Kini, saya berada di ujung hari sebagai mahasiswa tingkat akhir yang harus segera lulus. Lalu setelah ini, apa? Perenungan singkat saat tengah menyetrika pakaian pagi ini mengantar saya untuk menyelami masa lalu yang indah namun tak mudah itu. Mengapa saya harus berkuliah di Jurusan Psikologi?

Bukan, bukan karena salah jurusan seperti keluhan beberapa adik tingkat beberapa waktu ini. Bukan pula karena terpaksa disuruh orangtua. Juga bukan karena nasib baik sedang mampir saat itu sampai saya diterima di kampus negeri yang biayanya aduhai relatif lebih murah dibanding kampus negeri lainnya. Sikap. Seantero sekolah sudah tahu kalau seorang pelajar dengan merk sekolah yang saya tempati akan dikatakan keren dan hebat kalau masuk perguruan tinggi berlabel teknologi itu. Saya sempat mengalaminya ketika kakak kelas bertanya "Kenapa nggak masuk kampus teknologi aja?" dan tetangga yang berkata, "Oo... kamu bukan anak kampus teknologi ya? Si A katanya masuk sana ya? Dia emang pinter banget lah!". Kampus teknologi bagi saya telah jelas punya benang warna apa, dan saya memilih psikologi sebagai benang yang akan memperindah sulaman hidup saya.

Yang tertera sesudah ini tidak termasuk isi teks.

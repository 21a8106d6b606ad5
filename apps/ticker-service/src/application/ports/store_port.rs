//! Store Ports (Driven Ports)
//!
//! Durable subscription set and credential history.

use async_trait::async_trait;
use serde::Serialize;

use crate::domain::credential::Credential;
use crate::domain::subscription::InstrumentToken;

/// Durable store error.
#[derive(Debug, Clone, thiserror::Error)]
pub enum StoreError {
    /// Could not reach the database.
    #[error("store connection error: {0}")]
    Connection(String),

    /// A query failed.
    #[error("store query error: {0}")]
    Query(String),

    /// A stored row could not be mapped back to a domain value.
    #[error("store data error: {0}")]
    Data(String),
}

/// A subscribed token joined with instrument reference data.
#[derive(Debug, Clone, PartialEq, Eq, Serialize)]
pub struct SubscribedInstrument {
    /// Subscribed token.
    pub instrument_token: InstrumentToken,
    /// Exchange trading symbol.
    pub tradingsymbol: Option<String>,
    /// Instrument name.
    pub name: Option<String>,
    /// Exchange code.
    pub exchange: Option<String>,
}

impl SubscribedInstrument {
    /// Entry with no reference data.
    #[must_use]
    pub const fn bare(instrument_token: InstrumentToken) -> Self {
        Self {
            instrument_token,
            tradingsymbol: None,
            name: None,
            exchange: None,
        }
    }
}

/// Port for the durable subscription set.
#[cfg_attr(test, mockall::automock)]
#[async_trait]
pub trait SubscriptionRepository: Send + Sync {
    /// Insert a token if absent. Returns true if it was newly added.
    async fn add(&self, token: InstrumentToken) -> Result<bool, StoreError>;

    /// Remove a token. Returns true if it was present.
    async fn remove(&self, token: InstrumentToken) -> Result<bool, StoreError>;

    /// All subscribed tokens in ascending order.
    async fn list(&self) -> Result<Vec<InstrumentToken>, StoreError>;

    /// All subscribed tokens with their reference data, ascending by token.
    async fn list_with_instruments(&self) -> Result<Vec<SubscribedInstrument>, StoreError>;
}

/// Port for the credential history.
#[cfg_attr(test, mockall::automock)]
#[async_trait]
pub trait CredentialRepository: Send + Sync {
    /// Most recently stored credential.
    async fn latest(&self) -> Result<Option<Credential>, StoreError>;

    /// Delete every stored credential and store this one.
    async fn replace(&self, credential: &Credential) -> Result<(), StoreError>;

    /// Store this credential alongside the existing history.
    async fn append(&self, credential: &Credential) -> Result<(), StoreError>;
}
#![cfg_attr(
    test,
    allow(
        clippy::unwrap_used,
        clippy::expect_used,
        clippy::significant_drop_tightening,
        clippy::too_many_lines,
        clippy::needless_pass_by_value,
        clippy::items_after_statements
    )
)]

//! Ticker Service - Live Tick Ingestion and Subscription Manager
//!
//! Keeps one streaming connection to the brokerage ticker, replays the
//! durable subscription set whenever it connects, caches the latest tick per
//! instrument and serves subscriptions, ticks and depth over HTTP.
//!
//! # Layers (inside to outside)
//!
//! - **Domain**: pure types and rules
//!   - `subscription`: instrument tokens and token sets
//!   - `tick`: tick and depth types, the latest-tick cache
//!   - `credential`: access/public token pair
//!   - `session`: session states, transport events, transition rules
//!
//! - **Application**: use cases and port definitions
//!   - `ports`: transport, store and notifier interfaces
//!   - `services`: the session manager actor and the subscription API
//!
//! - **Infrastructure**: adapters
//!   - `ticker`: WebSocket transport
//!   - `persistence`: SQLite and in-memory stores
//!   - `http`: axum routes, health and metrics
//!   - `notify`, `config`, `metrics`, `telemetry`
//!
//! # Data Flow
//!
//! ```text
//!  HTTP ──► TickerService ──► SessionHandle ──► SessionManager ──► WsTickerTransport ──► venue
//!               │                                     ▲                    │
//!               ▼                                     └── TransportEvent ──┘
//!          SQLite store                                        │
//!                                                              ▼
//!  HTTP ◄──────────────────────────────────────────────── TickCache
//! ```

#![forbid(unsafe_code)]
#![warn(missing_docs)]
#![warn(clippy::pedantic)]

// =============================================================================
// Module Declarations
// =============================================================================

/// Domain layer - Core types with no I/O.
pub mod domain;

/// Application layer - Use cases and port definitions.
pub mod application;

/// Infrastructure layer - Adapters and external integrations.
pub mod infrastructure;

// =============================================================================
// Re-exports
// =============================================================================

// Domain types
pub use domain::credential::Credential;
pub use domain::session::{SessionState, TransportError, TransportErrorKind, TransportEvent};
pub use domain::subscription::InstrumentToken;
pub use domain::tick::{Depth, DepthLevel, Tick, TickCache};

// Application services
pub use application::error::{ServiceError, SessionError};
pub use application::services::{
    SessionConfig, SessionHandle, SessionManager, SessionSnapshot, TickerService,
};

// Infrastructure config
pub use infrastructure::config::{ConfigError, ServiceConfig};

// HTTP server
pub use infrastructure::http::{AppState, HttpServer, HttpServerError, build_router};

// Metrics
pub use infrastructure::metrics::init_metrics;

// Telemetry
pub use infrastructure::telemetry::{TelemetryConfig, TelemetryGuard, init as init_telemetry};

Sekira tahun 2003, kesadaran itu mulai tumbuh. Kesadaran bahwa hidup itu harus punya arti. Pada tahun-tahun itulah, saya dipaksa menjadi pengamat, beraktivitas dari satu tempat ke tempat lain, dari sekolah, panti asuhan, kampus, masjid, ruang rapat badan pemerintah, kantor DPRD, alun-alun kota, menjejaki Bandung dan Jakarta, mengamen di pinggir jalan, berjualan bunga bersama kakak-kakak mahasiswa, bercuap-cuap mengenai HIV/AIDS dan kondom (padahal waktu itu saya sendiri belum paham), berinteraksi dengan anak berkebutuhan khusus... Rentang waktu yang cukup singkat antara 2003-2007 bagi saya untuk akhirnya memahami kemungkinan masa depan seperti apa yang akan saya jalani. Beberapa pilihan terbentang: menjadi ahli botani seperti cita-cita awal saya, atau menjadi pekerja sosial- dengan pilihan alternatif : belajar psikologi, pendidikan luar sekolah, atau menjadi abdi negara dengan mengambil formulir bersekolah di ikatan dinas, atau berkutat dengan ranah penelitian seperti masuk ke jurusan sejarah, geografi, sosiologi yang saya cintai itu. Namun saya memilih psikologi, akhirnya. Melihat betapa berartinya apa yang bisa saya perbuat dengan ilmu psikologi suatu hari nanti.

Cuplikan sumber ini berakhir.